• [Exercise goal] Repeat verbatim only the lines from the opening of the material below through the one that contains "and yields the".

• [Exercise data]
*** Begin section ***

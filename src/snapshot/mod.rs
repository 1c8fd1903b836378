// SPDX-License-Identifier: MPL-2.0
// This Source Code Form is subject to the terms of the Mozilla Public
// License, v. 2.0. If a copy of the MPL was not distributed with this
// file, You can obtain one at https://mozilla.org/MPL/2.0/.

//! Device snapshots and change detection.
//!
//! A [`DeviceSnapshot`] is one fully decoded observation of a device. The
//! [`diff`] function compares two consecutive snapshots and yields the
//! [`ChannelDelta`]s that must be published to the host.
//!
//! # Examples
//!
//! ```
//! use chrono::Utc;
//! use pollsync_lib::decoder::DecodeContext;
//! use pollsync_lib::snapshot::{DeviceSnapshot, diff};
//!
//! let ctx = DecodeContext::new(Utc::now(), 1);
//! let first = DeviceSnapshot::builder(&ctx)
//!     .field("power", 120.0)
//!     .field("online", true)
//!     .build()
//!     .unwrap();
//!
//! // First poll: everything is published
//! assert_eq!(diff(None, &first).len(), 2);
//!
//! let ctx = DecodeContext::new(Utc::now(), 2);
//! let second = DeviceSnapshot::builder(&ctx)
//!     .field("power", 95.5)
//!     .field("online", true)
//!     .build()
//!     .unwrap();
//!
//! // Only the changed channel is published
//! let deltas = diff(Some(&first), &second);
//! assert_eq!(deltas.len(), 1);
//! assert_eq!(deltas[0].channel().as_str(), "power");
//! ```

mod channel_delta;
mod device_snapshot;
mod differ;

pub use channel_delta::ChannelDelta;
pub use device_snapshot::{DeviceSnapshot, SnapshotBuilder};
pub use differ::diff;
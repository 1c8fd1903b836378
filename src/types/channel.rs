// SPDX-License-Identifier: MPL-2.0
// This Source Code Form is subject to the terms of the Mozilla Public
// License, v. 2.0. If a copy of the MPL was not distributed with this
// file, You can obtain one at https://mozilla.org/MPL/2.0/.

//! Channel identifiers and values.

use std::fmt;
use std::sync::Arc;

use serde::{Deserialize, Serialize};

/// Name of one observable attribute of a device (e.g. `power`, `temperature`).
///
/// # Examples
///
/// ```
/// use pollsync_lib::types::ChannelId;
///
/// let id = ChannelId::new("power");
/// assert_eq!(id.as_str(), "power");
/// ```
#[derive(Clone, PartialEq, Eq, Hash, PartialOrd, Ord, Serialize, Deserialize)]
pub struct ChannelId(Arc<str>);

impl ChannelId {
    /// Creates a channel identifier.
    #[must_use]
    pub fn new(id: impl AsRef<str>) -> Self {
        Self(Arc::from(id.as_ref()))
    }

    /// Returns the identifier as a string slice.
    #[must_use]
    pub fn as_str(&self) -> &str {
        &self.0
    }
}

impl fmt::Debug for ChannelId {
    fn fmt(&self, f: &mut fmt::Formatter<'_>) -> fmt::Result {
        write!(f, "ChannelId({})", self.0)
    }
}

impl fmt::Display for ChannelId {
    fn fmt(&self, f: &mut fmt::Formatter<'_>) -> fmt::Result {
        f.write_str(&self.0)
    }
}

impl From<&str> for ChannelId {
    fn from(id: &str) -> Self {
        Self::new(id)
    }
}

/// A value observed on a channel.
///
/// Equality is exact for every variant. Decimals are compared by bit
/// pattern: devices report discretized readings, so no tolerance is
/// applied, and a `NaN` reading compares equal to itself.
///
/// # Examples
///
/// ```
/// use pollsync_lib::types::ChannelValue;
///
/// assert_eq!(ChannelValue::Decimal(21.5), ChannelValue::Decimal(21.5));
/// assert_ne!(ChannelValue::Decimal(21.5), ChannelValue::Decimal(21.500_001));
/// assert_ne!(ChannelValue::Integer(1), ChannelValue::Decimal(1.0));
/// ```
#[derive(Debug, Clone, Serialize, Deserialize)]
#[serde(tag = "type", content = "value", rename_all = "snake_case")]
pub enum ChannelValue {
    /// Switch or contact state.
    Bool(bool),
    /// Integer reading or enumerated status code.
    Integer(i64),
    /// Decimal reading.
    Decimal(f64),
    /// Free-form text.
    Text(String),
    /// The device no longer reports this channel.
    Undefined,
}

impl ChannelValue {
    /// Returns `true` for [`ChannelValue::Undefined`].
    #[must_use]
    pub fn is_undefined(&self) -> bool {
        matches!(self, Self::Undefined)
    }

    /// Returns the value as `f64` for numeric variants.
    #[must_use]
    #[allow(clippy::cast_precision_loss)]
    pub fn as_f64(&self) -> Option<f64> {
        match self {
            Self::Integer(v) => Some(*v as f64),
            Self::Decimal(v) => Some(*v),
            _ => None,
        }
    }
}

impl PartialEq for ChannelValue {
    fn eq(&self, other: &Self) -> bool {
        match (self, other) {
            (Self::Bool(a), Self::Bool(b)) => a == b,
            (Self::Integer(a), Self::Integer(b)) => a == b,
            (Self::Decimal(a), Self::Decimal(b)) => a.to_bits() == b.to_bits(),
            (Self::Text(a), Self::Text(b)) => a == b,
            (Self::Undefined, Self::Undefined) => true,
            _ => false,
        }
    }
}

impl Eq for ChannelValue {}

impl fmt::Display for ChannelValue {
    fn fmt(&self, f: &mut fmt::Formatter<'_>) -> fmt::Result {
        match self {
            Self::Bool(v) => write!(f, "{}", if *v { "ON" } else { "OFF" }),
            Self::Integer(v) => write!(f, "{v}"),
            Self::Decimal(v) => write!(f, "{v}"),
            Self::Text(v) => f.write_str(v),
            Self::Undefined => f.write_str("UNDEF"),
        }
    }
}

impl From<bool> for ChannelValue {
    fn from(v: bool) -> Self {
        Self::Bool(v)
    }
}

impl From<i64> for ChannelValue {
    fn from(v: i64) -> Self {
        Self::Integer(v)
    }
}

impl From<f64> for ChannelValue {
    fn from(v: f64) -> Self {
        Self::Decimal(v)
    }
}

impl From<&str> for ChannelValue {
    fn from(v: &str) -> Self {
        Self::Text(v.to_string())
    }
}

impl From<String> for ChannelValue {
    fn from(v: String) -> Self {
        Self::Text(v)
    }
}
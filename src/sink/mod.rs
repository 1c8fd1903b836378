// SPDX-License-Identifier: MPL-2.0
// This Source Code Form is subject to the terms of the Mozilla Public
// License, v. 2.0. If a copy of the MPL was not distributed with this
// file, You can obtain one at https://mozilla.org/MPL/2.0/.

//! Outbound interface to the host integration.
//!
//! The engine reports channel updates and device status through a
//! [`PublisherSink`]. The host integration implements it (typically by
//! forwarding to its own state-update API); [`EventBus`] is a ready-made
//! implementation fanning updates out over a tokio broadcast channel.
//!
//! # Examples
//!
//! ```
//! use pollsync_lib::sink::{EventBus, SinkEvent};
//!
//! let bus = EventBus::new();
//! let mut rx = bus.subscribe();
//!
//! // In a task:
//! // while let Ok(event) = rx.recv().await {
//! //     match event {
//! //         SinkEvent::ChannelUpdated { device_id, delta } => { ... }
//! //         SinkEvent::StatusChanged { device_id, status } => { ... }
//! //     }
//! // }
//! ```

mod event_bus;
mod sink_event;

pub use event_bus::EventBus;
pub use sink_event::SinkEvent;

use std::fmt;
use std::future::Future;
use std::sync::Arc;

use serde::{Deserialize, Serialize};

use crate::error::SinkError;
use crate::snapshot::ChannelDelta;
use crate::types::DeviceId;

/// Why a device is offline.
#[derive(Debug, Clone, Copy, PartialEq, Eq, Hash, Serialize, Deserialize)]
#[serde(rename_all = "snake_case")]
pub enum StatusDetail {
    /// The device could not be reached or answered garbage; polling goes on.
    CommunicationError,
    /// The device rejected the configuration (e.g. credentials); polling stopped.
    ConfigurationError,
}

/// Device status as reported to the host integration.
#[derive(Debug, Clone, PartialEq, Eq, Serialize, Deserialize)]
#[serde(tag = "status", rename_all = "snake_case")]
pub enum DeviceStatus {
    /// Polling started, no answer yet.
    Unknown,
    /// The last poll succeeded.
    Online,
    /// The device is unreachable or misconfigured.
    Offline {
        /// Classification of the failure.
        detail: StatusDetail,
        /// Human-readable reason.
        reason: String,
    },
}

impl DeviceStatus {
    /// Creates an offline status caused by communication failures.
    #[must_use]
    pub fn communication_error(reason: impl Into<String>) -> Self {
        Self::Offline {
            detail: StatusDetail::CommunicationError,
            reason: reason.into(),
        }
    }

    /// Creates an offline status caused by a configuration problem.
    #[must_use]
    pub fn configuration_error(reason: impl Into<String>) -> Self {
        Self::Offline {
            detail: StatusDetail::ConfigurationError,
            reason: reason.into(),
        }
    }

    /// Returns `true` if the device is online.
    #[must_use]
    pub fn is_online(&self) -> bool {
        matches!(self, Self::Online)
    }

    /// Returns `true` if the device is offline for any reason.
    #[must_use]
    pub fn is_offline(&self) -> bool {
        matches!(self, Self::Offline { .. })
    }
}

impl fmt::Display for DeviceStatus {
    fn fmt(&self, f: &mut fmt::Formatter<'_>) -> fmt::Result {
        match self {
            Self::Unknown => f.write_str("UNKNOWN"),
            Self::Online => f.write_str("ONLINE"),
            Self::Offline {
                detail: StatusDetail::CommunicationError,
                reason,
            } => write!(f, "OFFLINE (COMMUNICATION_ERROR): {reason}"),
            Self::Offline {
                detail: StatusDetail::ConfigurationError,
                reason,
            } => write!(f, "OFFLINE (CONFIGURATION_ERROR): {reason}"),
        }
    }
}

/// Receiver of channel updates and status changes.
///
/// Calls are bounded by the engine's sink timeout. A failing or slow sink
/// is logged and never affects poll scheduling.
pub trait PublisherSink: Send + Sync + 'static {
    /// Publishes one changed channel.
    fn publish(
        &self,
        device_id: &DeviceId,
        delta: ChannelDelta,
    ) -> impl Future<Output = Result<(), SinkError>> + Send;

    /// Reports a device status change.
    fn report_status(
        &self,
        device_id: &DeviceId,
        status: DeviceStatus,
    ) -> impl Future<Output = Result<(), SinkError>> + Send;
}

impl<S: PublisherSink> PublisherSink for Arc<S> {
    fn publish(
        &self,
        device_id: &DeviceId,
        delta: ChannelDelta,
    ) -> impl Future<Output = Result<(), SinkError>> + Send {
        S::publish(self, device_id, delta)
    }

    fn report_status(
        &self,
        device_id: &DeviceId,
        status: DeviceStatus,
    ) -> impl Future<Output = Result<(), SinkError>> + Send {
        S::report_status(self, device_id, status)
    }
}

*** End section ***

• [Solution for this problem]
filename src/snapshot/mod.rs
repository 1c8fd1903b836378
// SPDX-License-Identifier: MPL-2.0
// This Source Code Form is subject to the terms of the Mozilla Public
// License, v. 2.0. If a copy of the MPL was not distributed with this
// file, You can obtain one at https://mozilla.org/MPL/2.0/.

//! Device snapshots and change detection.
//!
//! A [`DeviceSnapshot`] is one fully decoded observation of a device. The
//! [`diff`] function compares two consecutive snapshots and yields the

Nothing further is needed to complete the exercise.